* **What the exercise asks**
Set out exactly every line of the entries below, starting at the line that holds "pub const DEFAULT_LAMP_HOST: &'static" and stopping after the line that holds "pub const DEFAULT_TIMEOUT: Duration".

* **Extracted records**
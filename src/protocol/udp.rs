// SPDX-License-Identifier: MPL-2.0
// This Source Code Form is subject to the terms of the Mozilla Public
// License, v. 2.0. If a copy of the MPL was not distributed with this
// file, You can obtain one at https://mozilla.org/MPL/2.0/.

//! Datagram transport backed by a `tokio` UDP socket.

use std::net::{Ipv4Addr, Ipv6Addr, SocketAddr};

use tokio::net::{UdpSocket, lookup_host};

use crate::error::TransportError;
use crate::protocol::DatagramTransport;

/// Sends each datagram from a fresh ephemeral socket.
///
/// Nothing is awaited from the receiver; a successful send only means the
/// datagram was handed to the operating system.
#[derive(Debug, Clone, Copy, Default)]
pub struct UdpTransport;

impl UdpTransport {
    /// Creates a new UDP transport.
    #[must_use]
    pub const fn new() -> Self {
        Self
    }
}

impl DatagramTransport for UdpTransport {
    async fn send_to(&self, addr: &str, payload: &[u8]) -> Result<(), TransportError> {
        let target = lookup_host(addr)
            .await?
            .next()
            .ok_or_else(|| TransportError::InvalidAddress(addr.to_string()))?;

        let local: SocketAddr = if target.is_ipv4() {
            (Ipv4Addr::UNSPECIFIED, 0).into()
        } else {
            (Ipv6Addr::UNSPECIFIED, 0).into()
        };

        let socket = UdpSocket::bind(local).await?;
        let sent = socket.send_to(payload, target).await?;

        tracing::debug!(target = %target, bytes = sent, "Sent UDP datagram");
        Ok(())
    }
}
// SPDX-License-Identifier: MPL-2.0
// This Source Code Form is subject to the terms of the Mozilla Public
// License, v. 2.0. If a copy of the MPL was not distributed with this
// file, You can obtain one at https://mozilla.org/MPL/2.0/.

//! Gateway configuration.
//!
//! All service locations live here instead of in process-wide constants so
//! that tests and alternative deployments can point the gateway elsewhere.

use std::time::Duration;

use crate::response::TemperatureScale;

/// Logical CAN-bus client driving the signal light.
pub const HUTSCHIENE_CLIENT: &str = "Hutschiene";
/// Logical CAN-bus client driving the radiator.
pub const RADIATOR_CLIENT: &str = "theemin";

/// Configuration for a [`Gateway`](crate::Gateway).
///
/// # Examples
///
/// ```
/// use flipdot_lib::GatewayConfig;
/// use std::time::Duration;
///
/// let config = GatewayConfig::default()
///     .with_can_host("127.0.0.1")
///     .with_can_port(18080)
///     .with_timeout(Duration::from_secs(5));
///
/// assert_eq!(config.can_base_url(), "http://127.0.0.1:18080");
/// assert_eq!(
///     config.can_url("theemin", Some("GetActTemp")),
///     "http://127.0.0.1:18080/theemin/GetActTemp"
/// );
/// ```
#[derive(Debug, Clone)]
pub struct GatewayConfig {
    space_status_url: String,
    power_consumption_url: String,
    can_host: String,
    can_port: u16,
    lamp_host: String,
    lamp_port: u16,
    timeout: Duration,
    temperature_scale: TemperatureScale,
}

impl Default for GatewayConfig {
    fn default() -> Self {
        Self {
            space_status_url: Self::DEFAULT_SPACE_STATUS_URL.to_string(),
            power_consumption_url: Self::DEFAULT_POWER_CONSUMPTION_URL.to_string(),
            can_host: Self::DEFAULT_CAN_HOST.to_string(),
            can_port: Self::DEFAULT_CAN_PORT,
            lamp_host: Self::DEFAULT_LAMP_HOST.to_string(),
            lamp_port: Self::DEFAULT_LAMP_PORT,
            timeout: Self::DEFAULT_TIMEOUT,
            temperature_scale: TemperatureScale::default(),
        }
    }
}

impl GatewayConfig {
    /// Default space status JSON endpoint.
    pub const DEFAULT_SPACE_STATUS_URL: &'static str = "http://flipdot.org/spacestatus/status.json";
    /// Default power meter endpoint.
    pub const DEFAULT_POWER_CONSUMPTION_URL: &'static str = "http://infragelb.de/flipdot-power/";
    /// Default CAN-bus gateway host.
    pub const DEFAULT_CAN_HOST: &'static str = "hutschienenpi.fd";
    /// Default CAN-bus gateway port.
    pub const DEFAULT_CAN_PORT: u16 = 8080;
    /// Default lamp controller host.
    pub const DEFAULT_LAMP_HOST: &'static str = "ampel.fd";
    /// Default lamp controller UDP port.
    pub const DEFAULT_LAMP_PORT: u16 = 2323;
    /// Default request timeout.
    pub const DEFAULT_TIMEOUT: Duration = Duration::from_secs(10);

    /// Sets the space status JSON endpoint.
    #[must_use]
    pub fn with_space_status_url(mut self, url: impl Into<String>) -> Self {
        self.space_status_url = url.into();
        self
    }

    /// Sets the power meter endpoint.
    #[must_use]
    pub fn with_power_consumption_url(mut self, url: impl Into<String>) -> Self {
        self.power_consumption_url = url.into();
        self
    }

    /// Sets the CAN-bus gateway host.
    #[must_use]
    pub fn with_can_host(mut self, host: impl Into<String>) -> Self {
        self.can_host = host.into();
        self
    }

    /// Sets the CAN-bus gateway port.
    #[must_use]
    pub fn with_can_port(mut self, port: u16) -> Self {
        self.can_port = port;
        self
    }

    /// Sets the lamp controller host.
    #[must_use]
    pub fn with_lamp_host(mut self, host: impl Into<String>) -> Self {
        self.lamp_host = host.into();
        self
    }

    /// Sets the lamp controller UDP port.
    #[must_use]
    pub fn with_lamp_port(mut self, port: u16) -> Self {
        self.lamp_port = port;
        self
    }

    /// Sets the HTTP request timeout.
    #[must_use]
    pub fn with_timeout(mut self, timeout: Duration) -> Self {
        self.timeout = timeout;
        self
    }

    /// Sets how radiator temperature readings are scaled.
    #[must_use]
    pub fn with_temperature_scale(mut self, scale: TemperatureScale) -> Self {
        self.temperature_scale = scale;
        self
    }

    /// Returns the space status endpoint.
    #[must_use]
    pub fn space_status_url(&self) -> &str {
        &self.space_status_url
    }

    /// Returns the power meter endpoint.
    #[must_use]
    pub fn power_consumption_url(&self) -> &str {
        &self.power_consumption_url
    }

    /// Returns the lamp controller address as `host:port`.
    #[must_use]
    pub fn lamp_addr(&self) -> String {
        format!("{}:{}", self.lamp_host, self.lamp_port)
    }

    /// Returns the timeout.
    #[must_use]
    pub fn timeout(&self) -> Duration {
        self.timeout
    }

    /// Returns the temperature scale.
    #[must_use]
    pub fn temperature_scale(&self) -> TemperatureScale {
        self.temperature_scale
    }

    /// Builds the CAN-bus gateway base URL.
    #[must_use]
    pub fn can_base_url(&self) -> String {
        format!("http://{}:{}", self.can_host, self.can_port)
    }

    /// Builds `base/client[/operation]` for a CAN-bus client.
    ///
    /// Inputs are used as-is; nothing is escaped.
    #[must_use]
    pub fn can_url(&self, client: &str, operation: Option<&str>) -> String {
        match operation {
            Some(op) if !op.is_empty() => format!("{}/{client}/{op}", self.can_base_url()),
            _ => format!("{}/{client}", self.can_base_url()),
        }
    }
}
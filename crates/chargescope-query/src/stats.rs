//! Numeric helpers shared by the aggregations.

/// Arithmetic mean; zero for an empty slice.
pub(crate) fn mean(values: &[f64]) -> f64 {
    if values.is_empty() {
        0.0
    } else {
        values.iter().sum::<f64>() / values.len() as f64
    }
}

/// Sample standard deviation (n - 1 denominator); zero for fewer than two
/// values.
pub(crate) fn sample_stddev(values: &[f64]) -> f64 {
    if values.len() < 2 {
        return 0.0;
    }
    let m = mean(values);
    let variance =
        values.iter().map(|v| (v - m) * (v - m)).sum::<f64>() / (values.len() - 1) as f64;
    variance.sqrt()
}

/// Linear-interpolation quantile over an ascending-sorted, non-empty
/// slice. `q` must be in `[0, 1]`.
pub(crate) fn quantile(sorted: &[f64], q: f64) -> f64 {
    debug_assert!(!sorted.is_empty());
    let rank = q * (sorted.len() - 1) as f64;
    let lo = rank.floor() as usize;
    let hi = rank.ceil() as usize;
    sorted[lo] + (sorted[hi] - sorted[lo]) * (rank - lo as f64)
}
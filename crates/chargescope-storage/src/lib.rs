//! Chargescope storage - in-memory dataset
//!
//! Loads the pre-generated network dataset from disk exactly once per
//! process and serves immutable snapshots to the query layer. There is no
//! write path: the one-time load is the only mutation the dataset ever
//! sees.

pub mod dataset;
pub mod error;
pub mod loader;
pub mod store;

pub use dataset::Dataset;
pub use error::StorageError;
pub use store::{DatasetPaths, DatasetStore};
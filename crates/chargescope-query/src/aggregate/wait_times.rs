//! Daily wait-time series with rolling mean, anomaly flags, and event
//! markers.

use std::collections::BTreeMap;

use chargescope_storage::Dataset;
use chargescope_types::{EventMarker, FilterSelection, Session};
use chrono::NaiveDate;
use serde::Serialize;

use crate::stats;

/// Width of the trailing rolling-mean window, in series entries.
pub const ROLLING_WINDOW: usize = 7;

/// A day is anomalous when its mean deviates from the rolling mean by
/// more than this many standard deviations of the whole series.
pub const ANOMALY_SIGMA: f64 = 2.0;

#[derive(Debug, Clone, PartialEq, Serialize)]
pub struct WaitTimePoint {
    pub date: NaiveDate,
    pub sessions: u64,
    pub mean_wait: f64,
    /// Trailing mean over this and the six preceding entries; `None` for
    /// the first six entries of the series.
    pub rolling_mean: Option<f64>,
    pub anomaly: bool,
}

#[derive(Debug, Clone, PartialEq, Serialize)]
pub struct WaitTimeSeries {
    pub points: Vec<WaitTimePoint>,
    /// Event markers whose date falls inside the selection's range.
    pub events: Vec<EventMarker>,
}

/// Mean wait per calendar day, ordered by day, with the trailing rolling
/// mean and anomaly flags attached.
pub fn wait_time_series(
    dataset: &Dataset,
    subset: &[&Session],
    selection: &FilterSelection,
) -> WaitTimeSeries {
    let mut by_day: BTreeMap<NaiveDate, Vec<f64>> = BTreeMap::new();
    for session in subset {
        by_day.entry(session.day()).or_default().push(session.wait_minutes);
    }

    let daily: Vec<(NaiveDate, u64, f64)> = by_day
        .into_iter()
        .map(|(date, waits)| (date, waits.len() as u64, stats::mean(&waits)))
        .collect();
    let means: Vec<f64> = daily.iter().map(|(_, _, m)| *m).collect();
    let sigma = stats::sample_stddev(&means);

    let mut points = Vec::with_capacity(daily.len());
    for (k, (date, sessions, mean_wait)) in daily.into_iter().enumerate() {
        let rolling_mean = if k + 1 >= ROLLING_WINDOW {
            Some(stats::mean(&means[k + 1 - ROLLING_WINDOW..=k]))
        } else {
            None
        };
        let anomaly =
            rolling_mean.is_some_and(|rolling| (mean_wait - rolling).abs() > ANOMALY_SIGMA * sigma);
        points.push(WaitTimePoint { date, sessions, mean_wait, rolling_mean, anomaly });
    }

    let events =
        dataset.events.iter().filter(|e| selection.contains_day(e.date)).cloned().collect();

    WaitTimeSeries { points, events }
}
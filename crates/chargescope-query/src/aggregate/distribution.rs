//! Queue-length and idle-port distributions per station.

use std::collections::BTreeMap;

use chargescope_storage::Dataset;
use chargescope_types::Session;
use serde::Serialize;

use crate::stats;

/// Multiplier for the interquartile-range outlier rule.
pub const IQR_MULTIPLIER: f64 = 1.5;

/// Five-number summary plus outliers, the shape a boxplot draws from.
#[derive(Debug, Clone, PartialEq, Serialize)]
pub struct Distribution {
    pub min: f64,
    pub q1: f64,
    pub median: f64,
    pub q3: f64,
    pub max: f64,
    /// Values beyond 1.5×IQR of the nearest quartile, ascending.
    pub outliers: Vec<f64>,
}

impl Distribution {
    /// `None` for an empty value list.
    pub fn from_values(mut values: Vec<f64>) -> Option<Distribution> {
        if values.is_empty() {
            return None;
        }
        values.sort_by(f64::total_cmp);
        let q1 = stats::quantile(&values, 0.25);
        let median = stats::quantile(&values, 0.5);
        let q3 = stats::quantile(&values, 0.75);
        let iqr = q3 - q1;
        let low = q1 - IQR_MULTIPLIER * iqr;
        let high = q3 + IQR_MULTIPLIER * iqr;
        let outliers = values.iter().copied().filter(|v| *v < low || *v > high).collect();
        Some(Distribution {
            min: values[0],
            q1,
            median,
            q3,
            max: values[values.len() - 1],
            outliers,
        })
    }
}

#[derive(Debug, Clone, PartialEq, Serialize)]
pub struct CapacityRow {
    pub station_id: String,
    pub station_name: String,
    pub queue_length: Distribution,
    pub idle_ports: Distribution,
}

/// Full queue-length and idle-port distributions per station, ordered by
/// station id. Stations without sessions in the subset are omitted.
pub fn queue_capacity(dataset: &Dataset, subset: &[&Session]) -> Vec<CapacityRow> {
    let mut groups: BTreeMap<&str, (Vec<f64>, Vec<f64>)> = BTreeMap::new();
    for session in subset {
        let entry = groups.entry(session.station_id.as_str()).or_default();
        entry.0.push(f64::from(session.queue_length));
        entry.1.push(f64::from(session.idle_ports));
    }

    groups
        .into_iter()
        .filter_map(|(station_id, (queues, idles))| {
            let queue_length = Distribution::from_values(queues)?;
            let idle_ports = Distribution::from_values(idles)?;
            Some(CapacityRow {
                station_id: station_id.to_string(),
                station_name: dataset
                    .station(station_id)
                    .map(|s| s.name.clone())
                    .unwrap_or_else(|| station_id.to_string()),
                queue_length,
                idle_ports,
            })
        })
        .collect()
}
//! CSV export of every view table
//!
//! Column names match the aggregation structs so a downloaded file lines
//! up with what the dashboard renders. Empty tables export as a
//! header-only document.

use std::io::{self, Write};

use chargescope_types::EventMarker;

use crate::aggregate::{
    CapacityRow, Distribution, RevenueCostRow, StationCount, UtilizationRow, WaitTimeSeries,
};
use crate::summary::MetricSummary;

#[derive(Debug)]
pub enum ExportError {
    Io(io::Error),
    Csv(csv::Error),
}

impl std::fmt::Display for ExportError {
    fn fmt(&self, f: &mut std::fmt::Formatter<'_>) -> std::fmt::Result {
        match self {
            ExportError::Io(e) => write!(f, "I/O error during export: {}", e),
            ExportError::Csv(e) => write!(f, "CSV error during export: {}", e),
        }
    }
}

impl std::error::Error for ExportError {
    fn source(&self) -> Option<&(dyn std::error::Error + 'static)> {
        match self {
            ExportError::Io(e) => Some(e),
            ExportError::Csv(e) => Some(e),
        }
    }
}

impl From<io::Error> for ExportError {
    fn from(e: io::Error) -> Self {
        ExportError::Io(e)
    }
}

impl From<csv::Error> for ExportError {
    fn from(e: csv::Error) -> Self {
        ExportError::Csv(e)
    }
}

/// Render one of the writers below into a `String`, for download
/// responses.
pub fn csv_string<F>(write: F) -> Result<String, ExportError>
where
    F: FnOnce(&mut Vec<u8>) -> Result<(), ExportError>,
{
    let mut buf = Vec::new();
    write(&mut buf)?;
    // The writers only ever emit UTF-8.
    Ok(String::from_utf8_lossy(&buf).into_owned())
}

pub fn write_utilization<W: Write>(out: W, rows: &[UtilizationRow]) -> Result<(), ExportError> {
    let mut w = csv::Writer::from_writer(out);
    w.write_record(["station_id", "station_name", "lat", "lon", "sessions", "mean_wait"])?;
    for row in rows {
        w.write_record([
            row.station_id.clone(),
            row.station_name.clone(),
            row.lat.to_string(),
            row.lon.to_string(),
            row.sessions.to_string(),
            row.mean_wait.to_string(),
        ])?;
    }
    w.flush()?;
    Ok(())
}

pub fn write_wait_times<W: Write>(out: W, series: &WaitTimeSeries) -> Result<(), ExportError> {
    let mut w = csv::Writer::from_writer(out);
    w.write_record(["date", "sessions", "mean_wait", "rolling_mean", "anomaly"])?;
    for point in &series.points {
        let rolling = point.rolling_mean.map(|r| r.to_string()).unwrap_or_default();
        w.write_record([
            point.date.to_string(),
            point.sessions.to_string(),
            point.mean_wait.to_string(),
            rolling,
            point.anomaly.to_string(),
        ])?;
    }
    w.flush()?;
    Ok(())
}

pub fn write_events<W: Write>(out: W, events: &[EventMarker]) -> Result<(), ExportError> {
    let mut w = csv::Writer::from_writer(out);
    w.write_record(["date", "label"])?;
    for event in events {
        w.write_record([event.date.to_string(), event.label.clone()])?;
    }
    w.flush()?;
    Ok(())
}

pub fn write_busiest<W: Write>(out: W, rows: &[StationCount]) -> Result<(), ExportError> {
    let mut w = csv::Writer::from_writer(out);
    w.write_record(["station_id", "station_name", "sessions"])?;
    for row in rows {
        w.write_record([
            row.station_id.clone(),
            row.station_name.clone(),
            row.sessions.to_string(),
        ])?;
    }
    w.flush()?;
    Ok(())
}

pub fn write_revenue_cost<W: Write>(out: W, rows: &[RevenueCostRow]) -> Result<(), ExportError> {
    let mut w = csv::Writer::from_writer(out);
    w.write_record(["station_id", "station_name", "revenue", "cost"])?;
    for row in rows {
        w.write_record([
            row.station_id.clone(),
            row.station_name.clone(),
            row.revenue.to_string(),
            row.cost.to_string(),
        ])?;
    }
    w.flush()?;
    Ok(())
}

pub fn write_queue_capacity<W: Write>(out: W, rows: &[CapacityRow]) -> Result<(), ExportError> {
    let mut w = csv::Writer::from_writer(out);
    w.write_record([
        "station_id",
        "station_name",
        "metric",
        "min",
        "q1",
        "median",
        "q3",
        "max",
        "outliers",
    ])?;
    for row in rows {
        write_distribution(&mut w, row, "queue_length", &row.queue_length)?;
        write_distribution(&mut w, row, "idle_ports", &row.idle_ports)?;
    }
    w.flush()?;
    Ok(())
}

fn write_distribution<W: Write>(
    w: &mut csv::Writer<W>,
    row: &CapacityRow,
    metric: &str,
    dist: &Distribution,
) -> Result<(), ExportError> {
    let outliers =
        dist.outliers.iter().map(f64::to_string).collect::<Vec<_>>().join(";");
    w.write_record([
        row.station_id.clone(),
        row.station_name.clone(),
        metric.to_string(),
        dist.min.to_string(),
        dist.q1.to_string(),
        dist.median.to_string(),
        dist.q3.to_string(),
        dist.max.to_string(),
        outliers,
    ])?;
    Ok(())
}

pub fn write_summary<W: Write>(out: W, summary: &MetricSummary) -> Result<(), ExportError> {
    let mut w = csv::Writer::from_writer(out);
    w.write_record(["sessions", "mean_wait", "total_revenue", "mean_satisfaction"])?;
    w.write_record([
        summary.sessions.to_string(),
        summary.mean_wait.to_string(),
        summary.total_revenue.to_string(),
        summary.mean_satisfaction.to_string(),
    ])?;
    w.flush()?;
    Ok(())
}
//! The five view aggregations
//!
//! Each is an independent pure function over the filtered subset,
//! reusable across views. All of them return empty or zero-filled tables
//! for an empty subset.

pub mod distribution;
pub mod finance;
pub mod rankings;
pub mod utilization;
pub mod wait_times;

pub use distribution::{queue_capacity, CapacityRow, Distribution};
pub use finance::{revenue_vs_cost, RevenueCostRow};
pub use rankings::{busiest_stations, StationCount, TOP_STATIONS};
pub use utilization::{utilization_rollup, UtilizationRow};
pub use wait_times::{wait_time_series, WaitTimePoint, WaitTimeSeries};
//! Utilization, revenue-vs-cost, and distribution rollup tests.

use chargescope_storage::Dataset;
use chargescope_types::FilterSelection;

use super::fixtures::{day, session, three_station_dataset};
use crate::aggregate::{queue_capacity, revenue_vs_cost, utilization_rollup, Distribution};
use crate::{filter_sessions, summarize};

fn full_span() -> FilterSelection {
    FilterSelection::span(day(2024, 3, 1), day(2024, 3, 5))
}

#[test]
fn test_utilization_groups_and_joins_coordinates() {
    let dataset = three_station_dataset();
    let subset = filter_sessions(&dataset, &full_span());
    let rollup = utilization_rollup(&dataset, &subset);

    assert_eq!(rollup.len(), 3);
    let ids: Vec<&str> = rollup.iter().map(|r| r.station_id.as_str()).collect();
    assert_eq!(ids, vec!["SC_01", "SC_02", "SC_03"]);

    let sc01 = &rollup[0];
    assert_eq!(sc01.station_name, "Harris Ranch");
    assert_eq!(sc01.lat, 36.25);
    assert_eq!(sc01.lon, -120.5);
    assert_eq!(sc01.sessions, 6);
    // (4 + 6 + 5 + 3 + 7 + 5) / 6
    assert_eq!(sc01.mean_wait, 5.0);

    let sc02 = &rollup[1];
    assert_eq!(sc02.sessions, 3);
    assert_eq!(sc02.mean_wait, 8.0);
}

#[test]
fn test_utilization_omits_stations_outside_subset() {
    let dataset = three_station_dataset();
    let selection = full_span().with_regions(["West".to_string()]);
    let rollup = utilization_rollup(&dataset, &filter_sessions(&dataset, &selection));

    assert_eq!(rollup.len(), 1);
    assert_eq!(rollup[0].station_id, "SC_01");
}

#[test]
fn test_revenue_vs_cost_totals() {
    let dataset = three_station_dataset();
    let subset = filter_sessions(&dataset, &full_span());
    let rows = revenue_vs_cost(&dataset, &subset);

    assert_eq!(rows.len(), 3);
    assert_eq!(rows[0].station_id, "SC_01");
    assert_eq!(rows[0].revenue, 61.0);
    assert_eq!(rows[0].cost, 13.0);
    assert_eq!(rows[1].revenue, 22.0);
    assert_eq!(rows[1].cost, 4.0);
    assert_eq!(rows[2].revenue, 13.0);
    assert_eq!(rows[2].cost, 3.0);
}

#[test]
fn test_revenue_vs_cost_keeps_every_station_zero_filled() {
    let dataset = three_station_dataset();
    // Only SC_03 has sessions on 2024-03-02 16:00 in the South region.
    let selection = full_span().with_regions(["South".to_string()]);
    let rows = revenue_vs_cost(&dataset, &filter_sessions(&dataset, &selection));

    assert_eq!(rows.len(), 3);
    assert_eq!(rows[0].station_id, "SC_01");
    assert_eq!((rows[0].revenue, rows[0].cost), (0.0, 0.0));
    assert_eq!((rows[1].revenue, rows[1].cost), (0.0, 0.0));
    assert_eq!((rows[2].revenue, rows[2].cost), (13.0, 3.0));
}

#[test]
fn test_summary_revenue_matches_revenue_vs_cost_column_total() {
    let dataset = three_station_dataset();
    for selection in [
        full_span(),
        full_span().with_regions(["West".to_string(), "East".to_string()]),
        FilterSelection::span(day(2024, 3, 2), day(2024, 3, 4)),
    ] {
        let subset = filter_sessions(&dataset, &selection);
        let summary = summarize(&subset);
        let column_total: f64 =
            revenue_vs_cost(&dataset, &subset).iter().map(|r| r.revenue).sum();
        assert_eq!(summary.total_revenue, column_total);
    }
}

#[test]
fn test_summary_over_full_dataset() {
    let dataset = three_station_dataset();
    let subset = filter_sessions(&dataset, &full_span());
    let summary = summarize(&subset);

    assert_eq!(summary.sessions, 10);
    assert_eq!(summary.mean_wait, 5.6);
    assert_eq!(summary.total_revenue, 96.0);
    assert_eq!(summary.mean_satisfaction, 21.0);
}

#[test]
fn test_distribution_five_number_summary() {
    let dist = Distribution::from_values(vec![3.0, 5.0, 4.0]).unwrap();
    assert_eq!(dist.min, 3.0);
    assert_eq!(dist.q1, 3.5);
    assert_eq!(dist.median, 4.0);
    assert_eq!(dist.q3, 4.5);
    assert_eq!(dist.max, 5.0);
    assert!(dist.outliers.is_empty());
}

#[test]
fn test_distribution_flags_iqr_outliers() {
    // q1=2, q3=4, iqr=2: anything outside [-1, 7] is an outlier.
    let dist = Distribution::from_values(vec![1.0, 2.0, 3.0, 4.0, 100.0]).unwrap();
    assert_eq!(dist.q1, 2.0);
    assert_eq!(dist.median, 3.0);
    assert_eq!(dist.q3, 4.0);
    assert_eq!(dist.outliers, vec![100.0]);
    assert_eq!(dist.max, 100.0);
}

#[test]
fn test_distribution_empty_is_none() {
    assert_eq!(Distribution::from_values(vec![]), None);
}

#[test]
fn test_queue_capacity_groups_both_metrics() {
    let dataset = three_station_dataset();
    let subset = filter_sessions(&dataset, &full_span());
    let rows = queue_capacity(&dataset, &subset);

    assert_eq!(rows.len(), 3);
    let sc02 = rows.iter().find(|r| r.station_id == "SC_02").unwrap();
    // Queue lengths 4, 5, 3; idle ports 0, 0, 1.
    assert_eq!(sc02.queue_length.min, 3.0);
    assert_eq!(sc02.queue_length.median, 4.0);
    assert_eq!(sc02.queue_length.max, 5.0);
    assert_eq!(sc02.idle_ports.min, 0.0);
    assert_eq!(sc02.idle_ports.median, 0.0);
    assert_eq!(sc02.idle_ports.max, 1.0);
}

#[test]
fn test_queue_capacity_outlier_session() {
    let mut spike = session("s-99", "SC_01", "2024-03-01 08:00", 5.0);
    spike.queue_length = 40;
    let mut sessions = vec![spike];
    for i in 0..6 {
        let mut s = session(&format!("s-{:02}", i), "SC_01", "2024-03-01 09:00", 5.0);
        s.queue_length = i % 3;
        sessions.push(s);
    }
    let dataset = Dataset::new(
        sessions,
        vec![super::fixtures::station("SC_01", "Harris Ranch", 36.25, -120.5, "West")],
        vec![],
    );

    let subset = filter_sessions(&dataset, &FilterSelection::span(day(2024, 3, 1), day(2024, 3, 1)));
    let rows = queue_capacity(&dataset, &subset);
    assert_eq!(rows.len(), 1);
    assert_eq!(rows[0].queue_length.outliers, vec![40.0]);
}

* **Result**
    pub const DEFAULT_LAMP_HOST: &'static str = "ampel.fd";
    /// Default lamp controller UDP port.
    pub const DEFAULT_LAMP_PORT: u16 = 2323;
    /// Default request timeout.
    pub const DEFAULT_TIMEOUT: Duration = Duration::from_secs(10);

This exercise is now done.